The Advisory Council consisted of representatives of industry, labor, and social welfare, and its chairman was the President of the University of North Carolina. It met at the White House on Nov. 14, 1934, and was addressed by the President, who told them that,

"At this time, we are deciding on long-term objectives. We are developing a plan of administration into which can be fitted the various parts of the security program when it is timely to do so. We cannot work miracles or solve all our problems at once. What we can do is to lay a sound foundation on which we can build a structure to give a greater measure of safety and happiness to the individual than any we have ever known. In this task you can greatly help."

By Jan. 17, 1935, the recommendations of the Committee and Council were ready, and were submitted to Congress along with a message from the President, entitled "A Greater Future Economic Security of the American People." In it, Roosevelt recommended legislation to provide unemployment compensation, old-age benefits, Federal aid to dependent children, and additional Federal aid to state and local public-health agencies and the strengthening of the Federal Public Health Service. The Social Security Act, as passed, also dealt with maternal and child-welfare services, aid to the blind, and vocational rehabilitation.

Upon signing the legislation on Aug. 14, President Roosevelt made the following statement:

"Today a hope of many years' standing is in large part fulfilled. The civilization of the past hundred years, with its startling industrial changes, has tended more and more to make life insecure. Young people have come to wonder what would be their lot when they came to old age. The man with a job has wondered how long the job would last.

"This Social Security measure gives at least some protection to 30 millions of our citizens who will reap direct benefits through unemployment compensation, through old-age pensions, and through increased services for the protection of children, and the prevention of ill health.

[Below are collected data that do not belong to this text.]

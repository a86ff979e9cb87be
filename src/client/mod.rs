//! Poll client: session state, background refresh, and the TUI.

mod client;
mod refresh;
mod session;
mod ui;

pub use client::{run_live, run_local, LiveConfig};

"We can never insure 100% of the population against 100% of the hazards and vicissitudes of life, but we have tried to frame a law which will give some measure of protection to the average citizen and to his family against the loss of a job and against poverty-ridden old age.

"This law, too, represents a cornerstone in a structure which is being built, but is by no means complete. It is a structure intended to lessen the force of possible future depressions. It will act as a protection to future Administrations against the necessity of going deeply into debt to furnish relief to the needy. The law will flatten out the peaks and valleys of deflation and of inflation. It is, in short, a law that will take care of human needs, and at the same time, provide for the United States an economic structure of vastly greater soundness.

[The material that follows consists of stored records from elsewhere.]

impl PollSession {
    /// Start a session on the overview screen.
    pub fn new(poll: Poll, questions: Vec<Question>) -> Self {
        Self {
            poll,
            questions,
            answer_sets: HashMap::new(),
            view: SessionView::Overview { cursor: 0 },
            last_vote_at: None,
            notice: None,
            should_quit: false,
        }
    }

    /// Build a session from a local fixture, grouping its answers by
    /// question id. Answers without one cannot be shown and are dropped.
    pub fn from_fixture(fixture: PollFixture) -> Self {
        let mut session = Self::new(fixture.poll, fixture.questions);

        let mut sets: HashMap<String, Vec<Answer>> = HashMap::new();
        for answer in fixture.answers {
            match answer.id_question() {
                Some(id) => sets.entry(id.to_string()).or_default().push(answer),
                None => warn!("Dropping an answer without idQuestion"),
            }
        }
        for (id, answers) in sets {
            session.set_answers(&id, answers);
        }

        session
    }

    /// The poll header.
    pub fn poll(&self) -> &Poll {
        &self.poll
    }

    /// All questions, in server order.
    pub fn questions(&self) -> &[Question] {
        &self.questions
    }

    /// The active view.
    pub fn view(&self) -> &SessionView {
        &self.view
    }

    /// Transient status line, if any.
    pub fn notice(&self) -> Option<&str> {
        self.notice.as_deref()
    }

    /// Whether the session hit an unrecoverable problem.
    pub fn in_trouble(&self) -> bool {
        matches!(self.view, SessionView::Trouble { .. })
    }

    /// The question currently open, if any.
    pub fn current_question(&self) -> Option<&Question> {
        match self.view {
            SessionView::Question { index, .. } => self.questions.get(index),
            _ => None,
        }
    }

    /// Answers of the open question. `None` until they arrived once.
    pub fn current_answers(&self) -> Option<&[Answer]> {
        let id = self.current_question()?.id_question()?;
        self.answer_sets.get(id).map(Vec::as_slice)
    }

    /// How many answers of the open question carry a mark.
    pub fn checked_count(&self) -> usize {
        self.current_answers()
            .map(|answers| answers.iter().filter(|a| a.is_checked()).count())
            .unwrap_or(0)
    }

    /// One-based position of the open question, with the total.
    pub fn progress(&self) -> Option<(usize, usize)> {
        match self.view {
            SessionView::Question { index, .. } => Some((index + 1, self.questions.len())),
            _ => None,
        }
    }

    /// Toggle the mark under the cursor, enforcing the answer cap.
    ///
    /// The cap comes from `answerMax`, read as 0 (no limit) when it is
    /// missing, unparsable, or below `answerMin`. Removing a mark is
    /// always allowed. A vote records `now` so periodic refreshes back
    /// off for [`REFRESH_DELAY`].
    pub fn select_answer(&mut self, now: Instant) -> SelectOutcome {
        let (index, cursor) = match self.view {
            SessionView::Question { index, cursor, .. } => (index, cursor),
            _ => return SelectOutcome::Ignored,
        };

        let Some(question) = self.questions.get(index) else {
            return SelectOutcome::Ignored;
        };
        let Some(id) = question.id_question().map(str::to_string) else {
            return SelectOutcome::Ignored;
        };

        let min = parse_bound(question.answer_min());
        let max = parse_bound(question.answer_max());
        let cap = if max < min { 0 } else { max };

        let Some(answers) = self.answer_sets.get_mut(&id) else {
            return SelectOutcome::Ignored;
        };
        let checked = answers.iter().filter(|a| a.is_checked()).count();
        let Some(answer) = answers.get_mut(cursor) else {
            return SelectOutcome::Ignored;
        };

        if answer.is_checked() || cap == 0 || cap as usize > checked {
            answer.toggle();
            let voted = answer.clone();
            self.last_vote_at = Some(now);
            SelectOutcome::Voted(voted)
        } else if cap as usize == checked {
            self.set_max_alert(cap);
            SelectOutcome::MaxReached(cap)
        } else {
            SelectOutcome::Ignored
        }
    }

    /// Number required by `answerMin` while the current marks are still
    /// below it, for the alert line.
    pub fn min_alert(&self) -> Option<u32> {
        let question = self.current_question()?;
        let min = parse_bound(question.answer_min());
        if min > 0 && self.checked_count() < min as usize {
            Some(min)
        } else {
            None
        }
    }

    /// Move the cursor down in the active list.
    pub fn select_next(&mut self) {
        let questions = self.questions.len();
        let answers = self.current_answers().map(|a| a.len()).unwrap_or(0);

        match &mut self.view {
            SessionView::Overview { cursor } => {
                if questions > 0 {
                    *cursor = (*cursor + 1).min(questions - 1);
                }
            }
            SessionView::Question {
                cursor, max_alert, ..
            } => {
                *max_alert = None;
                if answers > 0 {
                    *cursor = (*cursor + 1).min(answers - 1);
                }
            }
            SessionView::Trouble { .. } => {}
        }
    }

    /// Move the cursor up in the active list.
    pub fn select_previous(&mut self) {
        match &mut self.view {
            SessionView::Overview { cursor } => {
                *cursor = cursor.saturating_sub(1);
            }
            SessionView::Question {
                cursor, max_alert, ..
            } => {
                *max_alert = None;
                *cursor = cursor.saturating_sub(1);
            }
            SessionView::Trouble { .. } => {}
        }
    }

    /// Open the question under the overview cursor. Returns it so the
    /// caller can request its answers.
    pub fn enter_question(&mut self) -> Option<Question> {
        let cursor = match self.view {
            SessionView::Overview { cursor } => cursor,
            _ => return None,
        };
        self.show_question(cursor)
    }

    /// Go back from the open question to the overview.
    pub fn leave_question(&mut self) {
        if let SessionView::Question { index, .. } = self.view {
            self.view = SessionView::Overview { cursor: index };
        }
    }

    /// Whether a question precedes the open one.
    pub fn has_previous(&self) -> bool {
        matches!(self.view, SessionView::Question { index, .. } if index > 0)
    }

    /// Whether a question follows the open one.
    pub fn has_next(&self) -> bool {
        match self.view {
            SessionView::Question { index, .. } => index + 1 < self.questions.len(),
            _ => false,
        }
    }

    /// Step to the previous question in poll order. Returns the
    /// question now showing so the caller can request its answers.
    pub fn change_to_previous(&mut self) -> Option<Question> {
        if !self.has_previous() {
            return None;
        }
        match self.view {
            SessionView::Question { index, .. } => self.show_question(index - 1),
            _ => None,
        }
    }

    /// Step to the next question in poll order. Returns the question
    /// now showing so the caller can request its answers.
    pub fn change_to_next(&mut self) -> Option<Question> {
        if !self.has_next() {
            return None;
        }
        match self.view {
            SessionView::Question { index, .. } => self.show_question(index + 1),
            _ => None,
        }
    }

    fn show_question(&mut self, index: usize) -> Option<Question> {
        let question = self.questions.get(index)?.clone();
        self.view = SessionView::Question {
            index,
            cursor: 0,
            max_alert: None,
        };
        Some(question)
    }

    /// Replace the question list with a fresh server copy.
    ///
    /// The open question is re-resolved by id so the view follows it
    /// when the server reorders the list. A question that vanished
    /// sends the view back to the overview.
    pub fn set_questions(&mut self, questions: Vec<Question>) {
        let current_id = self
            .current_question()
            .and_then(|q| q.id_question())
            .map(str::to_string);

        self.questions = questions;

        match self.view {
            SessionView::Overview { cursor } => {
                let last = self.questions.len().saturating_sub(1);
                self.view = SessionView::Overview {
                    cursor: cursor.min(last),
                };
            }
            SessionView::Question {
                index,
                cursor,
                max_alert,
            } => {
                let resolved = match current_id.as_deref() {
                    Some(id) => self
                        .questions
                        .iter()
                        .position(|q| q.id_question() == Some(id)),
                    None if index < self.questions.len() => Some(index),
                    None => None,
                };
                self.view = match resolved {
                    Some(index) => SessionView::Question {
                        index,
                        cursor,
                        max_alert,
                    },
                    None => SessionView::Overview { cursor: 0 },
                };
            }
            SessionView::Trouble { .. } => {}
        }
    }

    /// Store a fresh answer list for a question, in stable id order.
    pub fn set_answers(&mut self, id_question: &str, mut answers: Vec<Answer>) {
        answers.sort_by_key(answer_order);
        let len = answers.len();
        self.answer_sets.insert(id_question.to_string(), answers);

        // Keep the cursor inside the new list when it is on screen.
        let on_screen = self
            .current_question()
            .and_then(|q| q.id_question())
            .is_some_and(|id| id == id_question);
        if on_screen {
            if let SessionView::Question { cursor, .. } = &mut self.view {
                *cursor = (*cursor).min(len.saturating_sub(1));
            }
        }
    }

    /// Whether a periodic answers refresh may run at `now`.
    pub fn allow_periodic_refresh(&self, now: Instant) -> bool {
        match self.last_vote_at {
            Some(at) => now > at + REFRESH_DELAY,
            None => true,
        }
    }

    /// Drop the session onto the trouble screen.
    pub fn fail(&mut self, message: String) {
        self.view = SessionView::Trouble { message };
    }

    /// Put a transient status line at the bottom of the screen.
    pub fn set_notice(&mut self, notice: String) {
        self.notice = Some(notice);
    }

    /// Clear the status line.
    pub fn clear_notice(&mut self) {
        self.notice = None;
    }

    fn set_max_alert(&mut self, max: u32) {
        if let SessionView::Question { max_alert, .. } = &mut self.view {
            *max_alert = Some(max);
        }
    }
}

"I congratulate all of you ladies and gentlemen, all of you in the Congress, in the executive departments, and all of you who come from private life, and I thank you for your splendid efforts in behalf of this sound, needed and patriotic legislation.

"If the Senate and the House of Representatives in this long and arduous session had done nothing more than pass this Bill, the session would be regarded as historic for all time."

 

The original article was published in the EIR Online’s Electronic Intelligence Weekly, as part of an ongoing series on history, with a special emphasis on American history. We are reprinting and updating these articles now to assist our readers in understanding of the American System of Economy.